INPUT DATA Block Start

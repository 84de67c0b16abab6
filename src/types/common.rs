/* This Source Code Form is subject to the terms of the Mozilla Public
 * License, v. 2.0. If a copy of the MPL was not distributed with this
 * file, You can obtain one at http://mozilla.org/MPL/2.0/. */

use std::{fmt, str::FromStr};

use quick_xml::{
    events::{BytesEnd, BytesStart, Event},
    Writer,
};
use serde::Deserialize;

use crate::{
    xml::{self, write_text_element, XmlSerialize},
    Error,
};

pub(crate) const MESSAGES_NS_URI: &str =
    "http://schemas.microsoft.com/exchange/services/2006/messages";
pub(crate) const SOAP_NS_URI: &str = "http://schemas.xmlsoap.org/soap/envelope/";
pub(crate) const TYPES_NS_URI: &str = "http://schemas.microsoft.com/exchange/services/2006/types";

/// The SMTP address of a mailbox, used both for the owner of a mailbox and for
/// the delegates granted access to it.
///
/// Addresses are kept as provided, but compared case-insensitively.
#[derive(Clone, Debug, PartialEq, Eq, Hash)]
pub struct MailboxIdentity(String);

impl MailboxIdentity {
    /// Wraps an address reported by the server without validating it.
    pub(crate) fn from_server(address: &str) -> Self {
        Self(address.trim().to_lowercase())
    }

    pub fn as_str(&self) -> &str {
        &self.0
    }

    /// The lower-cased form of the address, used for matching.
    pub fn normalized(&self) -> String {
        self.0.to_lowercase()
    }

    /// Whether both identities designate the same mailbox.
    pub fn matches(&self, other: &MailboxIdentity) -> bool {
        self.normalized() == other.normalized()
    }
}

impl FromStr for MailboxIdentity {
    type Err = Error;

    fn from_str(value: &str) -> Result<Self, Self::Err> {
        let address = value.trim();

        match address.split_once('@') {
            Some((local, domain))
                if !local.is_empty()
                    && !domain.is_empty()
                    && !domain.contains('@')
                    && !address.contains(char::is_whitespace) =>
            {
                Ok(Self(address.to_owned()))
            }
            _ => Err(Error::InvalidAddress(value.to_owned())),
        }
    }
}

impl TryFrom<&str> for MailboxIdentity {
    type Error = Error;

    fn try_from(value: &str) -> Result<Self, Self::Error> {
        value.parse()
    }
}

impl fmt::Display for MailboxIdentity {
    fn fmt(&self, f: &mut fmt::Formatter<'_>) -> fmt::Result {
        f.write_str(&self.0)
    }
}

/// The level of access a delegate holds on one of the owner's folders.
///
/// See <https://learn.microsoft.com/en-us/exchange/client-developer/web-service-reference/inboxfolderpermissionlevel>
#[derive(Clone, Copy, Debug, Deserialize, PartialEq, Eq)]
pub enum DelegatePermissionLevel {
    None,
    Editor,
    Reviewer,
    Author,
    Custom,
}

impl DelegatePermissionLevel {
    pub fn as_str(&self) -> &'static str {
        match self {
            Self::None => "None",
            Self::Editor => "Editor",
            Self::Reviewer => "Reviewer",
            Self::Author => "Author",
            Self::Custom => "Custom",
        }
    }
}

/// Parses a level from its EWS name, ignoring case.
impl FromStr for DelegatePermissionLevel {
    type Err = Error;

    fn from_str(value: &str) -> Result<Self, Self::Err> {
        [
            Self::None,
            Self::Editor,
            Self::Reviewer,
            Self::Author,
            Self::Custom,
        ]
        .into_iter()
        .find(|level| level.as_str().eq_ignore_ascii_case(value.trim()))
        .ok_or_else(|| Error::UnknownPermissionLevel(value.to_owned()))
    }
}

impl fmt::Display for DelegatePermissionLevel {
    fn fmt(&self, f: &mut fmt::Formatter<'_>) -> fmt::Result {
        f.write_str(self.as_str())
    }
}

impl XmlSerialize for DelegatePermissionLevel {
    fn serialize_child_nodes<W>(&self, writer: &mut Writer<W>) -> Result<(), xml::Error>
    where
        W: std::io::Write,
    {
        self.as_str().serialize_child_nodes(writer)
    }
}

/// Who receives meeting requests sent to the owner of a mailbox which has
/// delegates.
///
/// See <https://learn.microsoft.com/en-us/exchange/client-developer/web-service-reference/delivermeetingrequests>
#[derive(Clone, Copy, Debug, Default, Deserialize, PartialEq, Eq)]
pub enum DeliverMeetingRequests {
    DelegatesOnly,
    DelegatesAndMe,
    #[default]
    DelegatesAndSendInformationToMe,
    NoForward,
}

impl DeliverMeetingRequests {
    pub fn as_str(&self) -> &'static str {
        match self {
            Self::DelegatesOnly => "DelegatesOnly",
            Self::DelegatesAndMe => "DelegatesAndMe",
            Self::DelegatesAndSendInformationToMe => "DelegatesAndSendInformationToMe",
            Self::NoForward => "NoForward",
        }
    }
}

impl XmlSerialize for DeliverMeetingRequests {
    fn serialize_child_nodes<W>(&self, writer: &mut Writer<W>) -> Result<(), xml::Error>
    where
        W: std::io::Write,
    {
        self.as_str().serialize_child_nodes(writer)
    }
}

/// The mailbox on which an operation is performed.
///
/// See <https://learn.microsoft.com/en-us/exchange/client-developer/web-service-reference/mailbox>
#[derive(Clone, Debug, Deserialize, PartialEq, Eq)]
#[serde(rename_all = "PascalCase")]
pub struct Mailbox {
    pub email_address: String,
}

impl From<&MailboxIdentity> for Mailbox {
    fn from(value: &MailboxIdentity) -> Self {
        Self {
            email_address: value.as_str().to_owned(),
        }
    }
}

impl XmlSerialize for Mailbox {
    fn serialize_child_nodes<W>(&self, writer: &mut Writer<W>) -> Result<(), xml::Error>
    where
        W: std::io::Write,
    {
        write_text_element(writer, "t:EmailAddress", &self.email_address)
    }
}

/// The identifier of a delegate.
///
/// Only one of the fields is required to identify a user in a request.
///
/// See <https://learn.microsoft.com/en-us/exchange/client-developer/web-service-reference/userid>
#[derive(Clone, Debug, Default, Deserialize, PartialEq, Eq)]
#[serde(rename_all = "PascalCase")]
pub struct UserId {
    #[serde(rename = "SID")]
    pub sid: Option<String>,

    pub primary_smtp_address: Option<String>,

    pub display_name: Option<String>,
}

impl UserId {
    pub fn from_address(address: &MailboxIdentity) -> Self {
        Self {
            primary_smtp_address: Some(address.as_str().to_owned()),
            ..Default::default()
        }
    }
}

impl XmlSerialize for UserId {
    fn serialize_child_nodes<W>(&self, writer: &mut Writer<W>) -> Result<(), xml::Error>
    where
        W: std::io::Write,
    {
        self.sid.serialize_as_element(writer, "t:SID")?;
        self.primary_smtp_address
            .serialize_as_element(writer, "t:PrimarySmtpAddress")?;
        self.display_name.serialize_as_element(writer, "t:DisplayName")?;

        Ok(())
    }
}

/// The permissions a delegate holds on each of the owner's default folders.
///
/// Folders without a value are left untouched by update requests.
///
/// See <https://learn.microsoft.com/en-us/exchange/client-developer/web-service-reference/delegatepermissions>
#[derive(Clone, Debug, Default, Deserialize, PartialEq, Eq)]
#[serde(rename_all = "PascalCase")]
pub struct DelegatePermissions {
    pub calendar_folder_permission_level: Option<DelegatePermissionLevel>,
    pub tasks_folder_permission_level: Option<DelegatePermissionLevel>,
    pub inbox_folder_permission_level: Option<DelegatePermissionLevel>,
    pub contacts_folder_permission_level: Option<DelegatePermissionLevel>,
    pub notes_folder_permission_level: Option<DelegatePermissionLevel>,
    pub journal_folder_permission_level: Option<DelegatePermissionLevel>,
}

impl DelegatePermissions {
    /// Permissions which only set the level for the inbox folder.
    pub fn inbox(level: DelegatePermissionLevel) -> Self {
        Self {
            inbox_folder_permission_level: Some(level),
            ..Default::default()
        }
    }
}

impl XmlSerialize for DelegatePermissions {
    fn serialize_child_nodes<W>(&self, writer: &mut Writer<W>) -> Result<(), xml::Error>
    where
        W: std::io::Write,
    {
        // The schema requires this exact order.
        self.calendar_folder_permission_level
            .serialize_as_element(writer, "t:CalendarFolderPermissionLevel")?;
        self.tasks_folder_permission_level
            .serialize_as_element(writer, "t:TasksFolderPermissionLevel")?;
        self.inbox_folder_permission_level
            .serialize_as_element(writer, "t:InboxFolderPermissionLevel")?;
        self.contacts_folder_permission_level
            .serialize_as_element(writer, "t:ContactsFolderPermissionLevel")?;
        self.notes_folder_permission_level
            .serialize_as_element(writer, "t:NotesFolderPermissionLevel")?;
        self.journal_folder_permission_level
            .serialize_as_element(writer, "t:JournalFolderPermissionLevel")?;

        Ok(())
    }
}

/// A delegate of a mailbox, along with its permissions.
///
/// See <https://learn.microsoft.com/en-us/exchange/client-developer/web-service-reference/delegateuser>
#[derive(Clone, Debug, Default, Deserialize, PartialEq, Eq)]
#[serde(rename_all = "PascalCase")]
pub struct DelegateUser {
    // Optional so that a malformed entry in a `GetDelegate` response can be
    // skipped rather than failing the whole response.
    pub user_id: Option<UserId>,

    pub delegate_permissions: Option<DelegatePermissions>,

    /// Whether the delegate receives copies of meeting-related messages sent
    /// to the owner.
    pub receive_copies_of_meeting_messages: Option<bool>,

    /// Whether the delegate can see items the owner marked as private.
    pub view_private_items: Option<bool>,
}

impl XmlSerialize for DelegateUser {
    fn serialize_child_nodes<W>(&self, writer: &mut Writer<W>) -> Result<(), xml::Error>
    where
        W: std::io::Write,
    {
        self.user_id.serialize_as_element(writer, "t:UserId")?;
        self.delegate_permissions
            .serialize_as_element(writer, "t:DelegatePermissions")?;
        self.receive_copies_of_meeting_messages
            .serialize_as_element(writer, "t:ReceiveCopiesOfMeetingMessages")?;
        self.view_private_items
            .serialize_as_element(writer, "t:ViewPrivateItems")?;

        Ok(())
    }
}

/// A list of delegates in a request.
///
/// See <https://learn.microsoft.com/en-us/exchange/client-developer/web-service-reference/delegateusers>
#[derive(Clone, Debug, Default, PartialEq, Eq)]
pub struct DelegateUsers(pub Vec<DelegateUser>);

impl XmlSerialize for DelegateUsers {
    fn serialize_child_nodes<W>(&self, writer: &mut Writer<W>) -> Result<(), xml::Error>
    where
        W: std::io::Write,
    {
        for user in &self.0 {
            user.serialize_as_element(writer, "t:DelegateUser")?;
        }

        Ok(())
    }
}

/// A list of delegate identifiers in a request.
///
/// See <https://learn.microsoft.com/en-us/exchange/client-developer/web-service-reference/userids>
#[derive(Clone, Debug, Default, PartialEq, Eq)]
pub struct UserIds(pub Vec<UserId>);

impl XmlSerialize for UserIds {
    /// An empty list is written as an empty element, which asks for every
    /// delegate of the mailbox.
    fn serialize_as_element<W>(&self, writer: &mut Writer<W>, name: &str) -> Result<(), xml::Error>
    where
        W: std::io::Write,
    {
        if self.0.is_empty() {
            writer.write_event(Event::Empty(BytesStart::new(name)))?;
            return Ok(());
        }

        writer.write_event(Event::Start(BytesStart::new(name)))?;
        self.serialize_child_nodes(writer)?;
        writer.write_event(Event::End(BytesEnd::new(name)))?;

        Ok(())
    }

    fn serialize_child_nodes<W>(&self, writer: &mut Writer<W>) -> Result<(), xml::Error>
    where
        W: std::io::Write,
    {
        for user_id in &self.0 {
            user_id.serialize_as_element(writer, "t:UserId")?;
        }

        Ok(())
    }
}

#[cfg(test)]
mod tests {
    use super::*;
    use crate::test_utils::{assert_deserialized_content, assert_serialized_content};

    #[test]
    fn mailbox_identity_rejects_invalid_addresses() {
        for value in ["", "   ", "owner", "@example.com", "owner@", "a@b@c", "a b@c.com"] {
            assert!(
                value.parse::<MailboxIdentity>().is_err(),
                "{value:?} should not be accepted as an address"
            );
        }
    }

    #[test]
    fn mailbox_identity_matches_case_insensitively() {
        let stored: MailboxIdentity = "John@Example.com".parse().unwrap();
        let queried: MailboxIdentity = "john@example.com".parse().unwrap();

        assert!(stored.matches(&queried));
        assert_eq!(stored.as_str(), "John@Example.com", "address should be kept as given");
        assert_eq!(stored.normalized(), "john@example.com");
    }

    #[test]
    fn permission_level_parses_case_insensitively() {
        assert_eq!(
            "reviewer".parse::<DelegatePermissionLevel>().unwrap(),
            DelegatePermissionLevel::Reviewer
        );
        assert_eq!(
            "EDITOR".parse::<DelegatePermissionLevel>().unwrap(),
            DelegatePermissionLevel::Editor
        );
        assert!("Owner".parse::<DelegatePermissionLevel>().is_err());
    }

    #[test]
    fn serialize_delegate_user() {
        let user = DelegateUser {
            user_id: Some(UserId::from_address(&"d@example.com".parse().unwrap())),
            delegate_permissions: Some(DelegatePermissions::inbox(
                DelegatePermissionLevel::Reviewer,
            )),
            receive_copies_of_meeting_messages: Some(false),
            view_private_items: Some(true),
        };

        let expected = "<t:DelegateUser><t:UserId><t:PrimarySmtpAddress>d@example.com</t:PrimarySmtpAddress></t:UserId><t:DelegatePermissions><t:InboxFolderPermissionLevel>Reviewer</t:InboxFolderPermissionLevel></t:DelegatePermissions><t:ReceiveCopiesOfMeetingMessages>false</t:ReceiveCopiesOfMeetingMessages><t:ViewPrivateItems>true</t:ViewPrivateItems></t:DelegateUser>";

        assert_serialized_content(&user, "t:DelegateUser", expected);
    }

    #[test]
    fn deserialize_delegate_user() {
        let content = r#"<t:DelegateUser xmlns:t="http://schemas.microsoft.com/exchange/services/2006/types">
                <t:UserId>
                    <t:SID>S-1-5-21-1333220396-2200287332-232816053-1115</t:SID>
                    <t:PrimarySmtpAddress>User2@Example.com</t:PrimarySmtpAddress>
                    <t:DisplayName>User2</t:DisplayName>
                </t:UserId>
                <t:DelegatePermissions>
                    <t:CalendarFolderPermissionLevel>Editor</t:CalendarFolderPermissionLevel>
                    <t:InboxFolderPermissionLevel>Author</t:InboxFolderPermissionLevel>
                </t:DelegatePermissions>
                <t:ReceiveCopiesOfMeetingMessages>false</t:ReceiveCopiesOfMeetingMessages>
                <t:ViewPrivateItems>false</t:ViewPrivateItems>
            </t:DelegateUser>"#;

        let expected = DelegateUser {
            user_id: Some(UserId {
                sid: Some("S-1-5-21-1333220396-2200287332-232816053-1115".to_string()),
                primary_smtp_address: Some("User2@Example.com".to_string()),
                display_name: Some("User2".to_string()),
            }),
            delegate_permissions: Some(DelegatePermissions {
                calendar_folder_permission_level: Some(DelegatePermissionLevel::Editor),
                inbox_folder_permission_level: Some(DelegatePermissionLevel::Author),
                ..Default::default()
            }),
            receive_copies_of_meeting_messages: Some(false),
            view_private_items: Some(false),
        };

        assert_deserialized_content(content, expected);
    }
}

INPUT DATA Block End

EXERCISE DIRECTIONS: Wherever the string "crate" appears in the data above, report the whole line.

WRITTEN REPLY:
use crate::{
pub(crate) const MESSAGES_NS_URI: &str =
pub(crate) const SOAP_NS_URI: &str = "http://schemas.xmlsoap.org/soap/envelope/";
pub(crate) const TYPES_NS_URI: &str = "http://schemas.microsoft.com/exchange/services/2006/types";
    pub(crate) fn from_server(address: &str) -> Self {
    use crate::test_utils::{assert_deserialized_content, assert_serialized_content};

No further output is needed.